• **Assignment**
Select from the data all lines with the word "configuration".

****

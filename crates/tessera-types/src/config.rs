//! Toolkit runtime configuration.
//!
//! Loaded from `ui.toml` when present; every field has a default so an
//! empty or missing file yields a usable configuration.

use serde::Deserialize;

use crate::error::Result;

/// Tunable timing and interaction parameters.
#[derive(Debug, Clone, Deserialize)]
pub struct UiConfig {
    /// Caret blink half-period in milliseconds.
    #[serde(default = "default_cursor_blink_ms")]
    pub cursor_blink_ms: u32,
    /// Delay before a held key starts repeating.
    #[serde(default = "default_key_repeat_delay_ms")]
    pub key_repeat_delay_ms: u32,
    /// Interval between repeats of a held key.
    #[serde(default = "default_key_repeat_interval_ms")]
    pub key_repeat_interval_ms: u32,
    /// Maximum gap between two clicks counted as a double click.
    #[serde(default = "default_double_click_ms")]
    pub double_click_ms: u32,
    /// Pixels scrolled per wheel notch or scrollbar button press.
    #[serde(default = "default_scroll_step")]
    pub scroll_step: u32,
}

fn default_cursor_blink_ms() -> u32 {
    530
}
fn default_key_repeat_delay_ms() -> u32 {
    500
}
fn default_key_repeat_interval_ms() -> u32 {
    35
}
fn default_double_click_ms() -> u32 {
    400
}
fn default_scroll_step() -> u32 {
    12
}

impl Default for UiConfig {
    fn default() -> Self {
        Self {
            cursor_blink_ms: default_cursor_blink_ms(),
            key_repeat_delay_ms: default_key_repeat_delay_ms(),
            key_repeat_interval_ms: default_key_repeat_interval_ms(),
            double_click_ms: default_double_click_ms(),
            scroll_step: default_scroll_step(),
        }
    }
}

impl UiConfig {
    /// Parse from a TOML string.
    pub fn from_toml_str(s: &str) -> Result<Self> {
        Ok(toml::from_str(s)?)
    }
}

****

• **Solution for this exercise**
//! Toolkit runtime configuration.
//! empty or missing file yields a usable configuration.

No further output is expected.